It is also an idea that runs fundamentally against the grain of accepted thought. Freud believed that we were far less masters of our own mental household than we would otherwise suppose. An animalistic Id will rear its ugly head whenever we try to suppress it. Likewise evolution demonstrated our kinship with animals over any unique humanity and our subjugation to laws that provided for the survival of the fittest. More recently, genetic predisposition and biological determinism argue that factors beyond our control govern our choices.

But countering all these attempts to portray freedom of choice as an illusion is world religion that insists, across nearly all denominations, that human beings are possessed of a soul that can rise above circumstance. We are at all times empowered to make choices. Viktor Frankl argued in his opus, Man's Search for Meaning, that every freedom can be taken away from a human being save one: the choice to react to what is being done to him. He says that even in the hell that was Auschwitz, there were those who shared their last morsels of bread with dying brothers.

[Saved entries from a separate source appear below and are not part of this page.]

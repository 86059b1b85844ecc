//! Transaction Log.
//!
//! A ledger [`Entry`] records a single-direction balance movement. Entries are
//! append-only: the engine inserts them and never updates or deletes them.
//! The direction lives in [`EntryKind`], the amount is always a non-negative
//! magnitude.

use sea_orm::{ActiveValue, entity::prelude::*};
use serde::{Deserialize, Serialize};

use crate::{EngineError, MoneyCents};

#[derive(Clone, Copy, Debug, PartialEq, Eq, Hash, Serialize, Deserialize)]
#[serde(rename_all = "snake_case")]
pub enum EntryKind {
    Deposit,
    Withdraw,
}

impl EntryKind {
    pub fn as_str(self) -> &'static str {
        match self {
            Self::Deposit => "deposit",
            Self::Withdraw => "withdraw",
        }
    }
}

impl TryFrom<&str> for EntryKind {
    type Error = EngineError;

    fn try_from(value: &str) -> Result<Self, Self::Error> {
        match value {
            "deposit" => Ok(Self::Deposit),
            "withdraw" => Ok(Self::Withdraw),
            other => Err(EngineError::Inconsistent(format!(
                "unknown entry kind: {other}"
            ))),
        }
    }
}

/// A persisted ledger entry.
///
/// `id` and `timestamp` are assigned when the entry is committed.
#[derive(Clone, Debug, PartialEq, Eq, Serialize, Deserialize)]
pub struct Entry {
    pub id: i64,
    pub account_id: i64,
    pub amount: MoneyCents,
    pub kind: EntryKind,
    pub details: String,
    /// Seconds since the Unix epoch.
    pub timestamp: i64,
}

impl Entry {
    /// Signed effect of this entry on the account balance.
    #[must_use]
    pub fn signed_amount(&self) -> i64 {
        match self.kind {
            EntryKind::Deposit => self.amount.cents(),
            EntryKind::Withdraw => -self.amount.cents(),
        }
    }
}

#[derive(Clone, Debug, PartialEq, DeriveEntityModel)]
#[sea_orm(table_name = "transactions")]
pub struct Model {
    #[sea_orm(primary_key)]
    pub id: i64,
    pub account_id: i64,
    pub amount: i64,
    pub kind: String,
    pub details: String,
    pub timestamp: i64,
}

#[derive(Copy, Clone, Debug, EnumIter, DeriveRelation)]
pub enum Relation {}

impl ActiveModelBehavior for ActiveModel {}

/// Entry fields known before the store assigns an id.
#[derive(Clone, Debug)]
pub(crate) struct NewEntry {
    pub account_id: i64,
    pub amount: MoneyCents,
    pub kind: EntryKind,
    pub details: String,
    pub timestamp: i64,
}

impl From<NewEntry> for ActiveModel {
    fn from(entry: NewEntry) -> Self {
        Self {
            id: ActiveValue::NotSet,
            account_id: ActiveValue::Set(entry.account_id),
            amount: ActiveValue::Set(entry.amount.cents()),
            kind: ActiveValue::Set(entry.kind.as_str().to_string()),
            details: ActiveValue::Set(entry.details),
            timestamp: ActiveValue::Set(entry.timestamp),
        }
    }
}

impl TryFrom<Model> for Entry {
    type Error = EngineError;

    fn try_from(model: Model) -> Result<Self, Self::Error> {
        Ok(Self {
            id: model.id,
            account_id: model.account_id,
            amount: MoneyCents::new(model.amount),
            kind: EntryKind::try_from(model.kind.as_str())?,
            details: model.details,
            timestamp: model.timestamp,
        })
    }
}
//! Time source for entry timestamps.

use std::fmt;

use chrono::Utc;

/// Supplies the timestamp stamped on committed entries.
pub trait Clock: fmt::Debug + Send + Sync {
    /// Current time as whole seconds since the Unix epoch.
    fn now_unix(&self) -> i64;
}

/// Wall-clock time.
#[derive(Clone, Copy, Debug, Default)]
pub struct SystemClock;

impl Clock for SystemClock {
    fn now_unix(&self) -> i64 {
        Utc::now().timestamp()
    }
}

We are capable of acting morally even when others do not. The Klan member in the 1960s south, who argues that his racism was due to his upbringing, is not absolved of his evil because we believe he was also endowed with a moral conscience and innately knew that certain things were wrong. If he blows up a church with African-American girls in it, he will be held accountable and no argument blaming his upbringing will be accepted as a defense.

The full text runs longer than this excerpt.